I applaud Young’s reasoning but for purely selfish reasons (as ALL the adults agreed). One of the concerns with homework, from the parent perspective, is once the child begins junior high school, it is increasingly frustrating to “help.” We’ve all heard about the “new math” and that children, with fewer textbooks and more online work, do not have the same ability to “flip to page 37” as we did when we were in school. Many kids are sent home with school-issued iPads loaded with links, resources, and texts but not conducive to engagement from parents. It becomes frustrating for parents, challenging for kids and problematic for everyone. Many families end the day on a sour note, usually stemming from an argument about homework.

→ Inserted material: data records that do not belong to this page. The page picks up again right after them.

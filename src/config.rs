use std::collections::HashSet;

use serde::{Deserialize, Serialize};

use crate::error::{Error, Result};

/// Special cells of the grid, as (row, col) coordinates.
#[derive(Debug, Clone, PartialEq, Serialize, Deserialize)]
pub struct GridLayout {
    pub terminal: Vec<(usize, usize)>,
    pub walls: Vec<(usize, usize)>,
    pub penalties: Vec<(usize, usize)>,
}

impl GridLayout {
    /// Goal in the bottom-right corner, a small L-shaped wall near the
    /// top-left and two penalty cells. On small grids, cells that fall
    /// outside the grid or onto one already placed are dropped, with the goal
    /// placed first, then walls, then penalties.
    pub fn standard(size: usize) -> Self {
        let last = size.saturating_sub(1);
        let before_last = size.saturating_sub(2);
        let mut placed = HashSet::new();
        let mut keep = |cells: &[(usize, usize)]| -> Vec<(usize, usize)> {
            cells
                .iter()
                .copied()
                .filter(|&(row, col)| row < size && col < size && placed.insert((row, col)))
                .collect()
        };

        let terminal = keep(&[(last, last)]);
        let walls = keep(&[(2, 2), (2, 3), (3, 2)]);
        let penalties = keep(&[(1, 1), (before_last, before_last)]);
        Self {
            terminal,
            walls,
            penalties,
        }
    }

    /// A layout with no special cells at all.
    pub fn empty() -> Self {
        Self {
            terminal: Vec::new(),
            walls: Vec::new(),
            penalties: Vec::new(),
        }
    }

    fn validate(&self, size: usize) -> Result<()> {
        let mut seen = HashSet::new();
        for cells in [&self.terminal, &self.walls, &self.penalties] {
            for &(row, col) in cells.iter() {
                if row >= size || col >= size {
                    return Err(Error::InvalidLayout {
                        row,
                        col,
                        reason: "lies outside the grid",
                    });
                }
                if !seen.insert((row, col)) {
                    return Err(Error::InvalidLayout {
                        row,
                        col,
                        reason: "is listed more than once",
                    });
                }
            }
        }
        if self.walls.contains(&(0, 0)) {
            return Err(Error::InvalidLayout {
                row: 0,
                col: 0,
                reason: "is the initial cell and cannot be a wall",
            });
        }
        Ok(())
    }
}

#[derive(Debug, Clone, PartialEq, Serialize, Deserialize)]
#[serde(default)]
pub struct GridConfig {
    pub size: usize,
    pub seed: u64,
    /// Probability of executing the intended action.
    pub main_transition_prob: f64,
    /// `None` selects `GridLayout::standard(size)`.
    pub layout: Option<GridLayout>,
}

impl Default for GridConfig {
    fn default() -> Self {
        Self::with_size(7)
    }
}

impl GridConfig {
    pub fn with_size(size: usize) -> Self {
        Self {
            size,
            seed: 42,
            main_transition_prob: 0.8,
            layout: None,
        }
    }

    pub fn layout(&self) -> GridLayout {
        self.layout
            .clone()
            .unwrap_or_else(|| GridLayout::standard(self.size))
    }

    pub fn validate(&self) -> Result<()> {
        if self.size == 0 {
            return Err(Error::InvalidConfig("grid size must be at least 1".into()));
        }
        if !(0.0..=1.0).contains(&self.main_transition_prob) {
            return Err(Error::InvalidConfig(format!(
                "main_transition_prob must be in [0, 1], got {}",
                self.main_transition_prob
            )));
        }
        self.layout().validate(self.size)
    }
}

#[derive(Debug, Clone, PartialEq, Serialize, Deserialize)]
#[serde(default)]
pub struct AlgorithmConfig {
    /// Discount factor.
    pub gamma: f64,
    pub seed: u64,
    /// Evaluation is settled once a sweep changes no value by more than this.
    pub theta: f64,
}

impl Default for AlgorithmConfig {
    fn default() -> Self {
        Self {
            gamma: 0.9,
            seed: 42,
            theta: 1e-6,
        }
    }
}

impl AlgorithmConfig {
    pub fn validate(&self) -> Result<()> {
        if !(0.0..1.0).contains(&self.gamma) {
            return Err(Error::InvalidConfig(format!(
                "gamma must be in [0, 1), got {}",
                self.gamma
            )));
        }
        if self.theta.is_nan() || self.theta < 0.0 {
            return Err(Error::InvalidConfig(format!(
                "theta must be non-negative, got {}",
                self.theta
            )));
        }
        Ok(())
    }
}

#[cfg(test)]
mod tests {
    use super::*;
    use rstest::rstest;

    #[test]
    fn standard_layout_matches_default_grid() {
        let layout = GridLayout::standard(7);
        assert_eq!(layout.terminal, vec![(6, 6)]);
        assert_eq!(layout.walls, vec![(2, 2), (2, 3), (3, 2)]);
        assert_eq!(layout.penalties, vec![(1, 1), (5, 5)]);
        assert!(GridConfig::default().validate().is_ok());
    }

    #[test]
    fn standard_layout_drops_cells_outside_small_grids() {
        let layout = GridLayout::standard(3);
        assert_eq!(layout.terminal, vec![(2, 2)]);
        // the goal wins the corner shared with a wall
        assert!(layout.walls.is_empty());
        assert_eq!(layout.penalties, vec![(1, 1)]);

        let layout = GridLayout::standard(4);
        assert_eq!(layout.walls, vec![(2, 2), (2, 3), (3, 2)]);
        assert_eq!(layout.penalties, vec![(1, 1)]);
    }

    #[rstest]
    #[case(1)]
    #[case(2)]
    #[case(3)]
    #[case(4)]
    #[case(5)]
    fn standard_layout_is_valid_for_small_sizes(#[case] size: usize) {
        assert!(GridConfig::with_size(size).validate().is_ok());
    }

    #[test]
    fn rejects_overlapping_cells() {
        let cfg = GridConfig {
            layout: Some(GridLayout {
                terminal: vec![(3, 3)],
                penalties: vec![(3, 3)],
                ..GridLayout::empty()
            }),
            ..GridConfig::default()
        };
        assert!(matches!(
            cfg.validate(),
            Err(Error::InvalidLayout { row: 3, col: 3, .. })
        ));
    }

    #[rstest]
    #[case(0, 0.8)]
    #[case(5, 1.5)]
    #[case(5, -0.1)]
    fn rejects_bad_grid_parameters(#[case] size: usize, #[case] p: f64) {
        let cfg = GridConfig {
            size,
            main_transition_prob: p,
            layout: Some(GridLayout::empty()),
            ..GridConfig::default()
        };
        assert!(matches!(cfg.validate(), Err(Error::InvalidConfig(_))));
    }

    #[test]
    fn rejects_wall_on_initial_cell() {
        let cfg = GridConfig {
            layout: Some(GridLayout {
                walls: vec![(0, 0)],
                ..GridLayout::empty()
            }),
            ..GridConfig::default()
        };
        assert!(cfg.validate().is_err());
    }

    #[rstest]
    #[case(1.0, 1e-6)]
    #[case(-0.5, 1e-6)]
    #[case(0.9, -1.0)]
    #[case(0.9, f64::NAN)]
    fn rejects_bad_algorithm_parameters(#[case] gamma: f64, #[case] theta: f64) {
        let cfg = AlgorithmConfig {
            gamma,
            theta,
            ..AlgorithmConfig::default()
        };
        assert!(cfg.validate().is_err());
    }

    #[test]
    fn grid_size_from_json_drives_standard_layout() {
        let cfg: GridConfig = serde_json::from_str(r#"{"size": 5}"#).unwrap();
        assert_eq!(cfg.layout(), GridLayout::standard(5));
        assert!(cfg.validate().is_ok());
    }

    #[test]
    fn partial_json_falls_back_to_defaults() {
        let cfg: AlgorithmConfig = serde_json::from_str(r#"{"gamma": 0.5}"#).unwrap();
        assert_eq!(cfg.gamma, 0.5);
        assert_eq!(cfg.seed, 42);
        assert_eq!(cfg.theta, 1e-6);
    }
}
//! Plain-text views of a grid, one layer at a time.

use std::fmt;

use crate::algorithm::Algorithm;
use crate::environment::{GridWorld, Movement};
use crate::event::VisualizationKind;
use crate::policy::argmax;

const WALL: &str = "######";

/// One display layer of `env`. Layers other than rewards need an algorithm
/// and render as empty cells without one.
pub struct GridView<'a> {
    pub env: &'a GridWorld,
    pub algorithm: Option<&'a Algorithm>,
    pub layer: VisualizationKind,
}

impl<'a> GridView<'a> {
    pub fn new(env: &'a GridWorld, algorithm: Option<&'a Algorithm>, layer: VisualizationKind) -> Self {
        Self {
            env,
            algorithm,
            layer,
        }
    }

    fn cell(&self, f: &mut fmt::Formatter<'_>, s: usize) -> fmt::Result {
        if self.env.is_wall(s) {
            return write!(f, "{:>6}", WALL);
        }
        match (self.layer, self.algorithm) {
            (VisualizationKind::Rewards, _) => write!(f, "{:>6.1}", self.env.reward(s)),
            (_, None) => write!(f, "{:>6}", ""),
            (VisualizationKind::StateValues, Some(alg)) => write!(f, "{:>6.3}", alg.values()[s]),
            (VisualizationKind::ActionValues, Some(alg)) => {
                let q = alg.q_values();
                let best = argmax(q.row(s));
                write!(f, "{} {:>4.2}", Movement::ALL[best].symbol(), q[[s, best]])
            }
            (VisualizationKind::Policy, Some(alg)) => {
                if self.env.is_terminal(s) {
                    return write!(f, "{:>6}", "G");
                }
                let policy = alg.policy();
                let row = policy.row(s);
                let best = argmax(row);
                // only deterministic rows get an arrow
                let symbol = if row[best] == 1.0 {
                    Movement::ALL[best].symbol()
                } else {
                    '·'
                };
                write!(f, "{:>6}", symbol)
            }
        }
    }
}

impl<'a> fmt::Display for GridView<'a> {
    fn fmt(&self, f: &mut fmt::Formatter<'_>) -> fmt::Result {
        writeln!(f, "[{}]", self.layer)?;
        let size = self.env.size();
        for row in 0..size {
            for col in 0..size {
                if col > 0 {
                    f.write_str(" ")?;
                }
                self.cell(f, self.env.index_to_state(row, col))?;
            }
            writeln!(f)?;
        }
        Ok(())
    }
}

/// The grid with the agent (`A`), visited cells (`.`), walls (`#`),
/// penalties (`x`) and goals (`G`).
pub struct AgentView<'a>(pub &'a GridWorld);

impl<'a> fmt::Display for AgentView<'a> {
    fn fmt(&self, f: &mut fmt::Formatter<'_>) -> fmt::Result {
        let env = self.0;
        let visited: Vec<usize> = env.agent_trace().iter().flatten().copied().collect();
        for row in 0..env.size() {
            for col in 0..env.size() {
                let s = env.index_to_state(row, col);
                let c = if s == env.agent_state() {
                    'A'
                } else if env.is_wall(s) {
                    '#'
                } else if env.is_terminal(s) {
                    'G'
                } else if env.is_penalty(s) {
                    'x'
                } else if visited.contains(&s) {
                    '.'
                } else {
                    ' '
                };
                write!(f, "{}", c)?;
            }
            writeln!(f)?;
        }
        Ok(())
    }
}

According to the National Education Association, the National PTA recommendations fall in line with general guidelines suggested by researcher Harris Cooper: 10-20 minutes per night in the first grade, and an additional 10 minutes per grade level thereafter (e.g., 20 minutes for second grade, 120 minutes for twelfth). High school students may sometimes do more, depending on what classes they take (see Review of Educational Research, 2006).
Additionally, at the elementary school level, homework can help students develop study skills and habits and can keep families informed about their child’s learning. At the secondary school level, student homework is associated with greater academic achievement. (Review of Educational Research, 2006).
The dads agreed that homework was necessary, primarily from the “toughen you up” standpoint. “The point however, is if there were no homework, parents would have to commit to hands-on quality time and activities in its place, as Young suggests,” said one dad.
That may be the biggest challenge of all for some families. Trying to force families to ensure the no-homework free time is filled with family time may not be the norm for some. But, as for the Daphne-driven household, we’re ready!